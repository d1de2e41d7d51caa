use std::path::PathBuf;

use thiserror::Error;

/// Errors raised by each stage of the pipeline.
///
/// Messages keep the `"<Stage> error: <detail>"` shape so they read the same
/// way on the command line regardless of where they were raised.
#[derive(Debug, Error)]
pub enum FootingError {
    #[error("Input error: {0}")]
    Input(String),

    #[error("Config error: {0}")]
    Config(String),

    #[error("Config error: layer thicknesses sum to {total} m but the domain is {depth} m deep")]
    LayerThickness { total: f64, depth: f64 },

    #[error("Mesher error: {0}")]
    Mesher(String),

    #[error("Parse error: {file}:{line}: {message}")]
    Parse {
        file: String,
        line: usize,
        message: String,
    },

    #[error("Solver error: {0}")]
    Solver(String),

    #[error("Solver error: unsupported {0}")]
    Unsupported(String),

    #[error("Post Processor error: {0}")]
    PostProcessor(String),

    #[error("IO error: {}: {source}", path.display())]
    Io {
        path: PathBuf,
        #[source]
        source: std::io::Error,
    },
}

impl FootingError {
    /// Wraps an io error with the path it happened on.
    pub fn io(path: impl Into<PathBuf>, source: std::io::Error) -> Self {
        FootingError::Io {
            path: path.into(),
            source,
        }
    }
}

#[cfg(test)]
mod tests {
    use super::*;

    #[test]
    fn messages_name_the_stage() {
        let err = FootingError::Input("missing geometry".to_owned());
        assert_eq!(err.to_string(), "Input error: missing geometry");

        let err = FootingError::LayerThickness {
            total: 9.0,
            depth: 10.0,
        };
        assert!(err.to_string().contains("sum to 9 m"));

        let err = FootingError::Parse {
            file: "nodes.tcl".to_owned(),
            line: 7,
            message: "expected 5 tokens".to_owned(),
        };
        assert_eq!(err.to_string(), "Parse error: nodes.tcl:7: expected 5 tokens");
    }

    #[test]
    fn io_errors_keep_their_source() {
        use std::error::Error;

        let err = FootingError::io(
            "missing.vtu",
            std::io::Error::new(std::io::ErrorKind::NotFound, "gone"),
        );
        assert!(err.to_string().starts_with("IO error: missing.vtu"));
        assert!(err.source().is_some());
    }
}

▶ **TASK BRIEF**
Pick each line holding the word "nodes" out of the data and copy it.

▶ **RESPONSE BOX**
            file: "nodes.tcl".to_owned(),
        assert_eq!(err.to_string(), "Parse error: nodes.tcl:7: expected 5 tokens");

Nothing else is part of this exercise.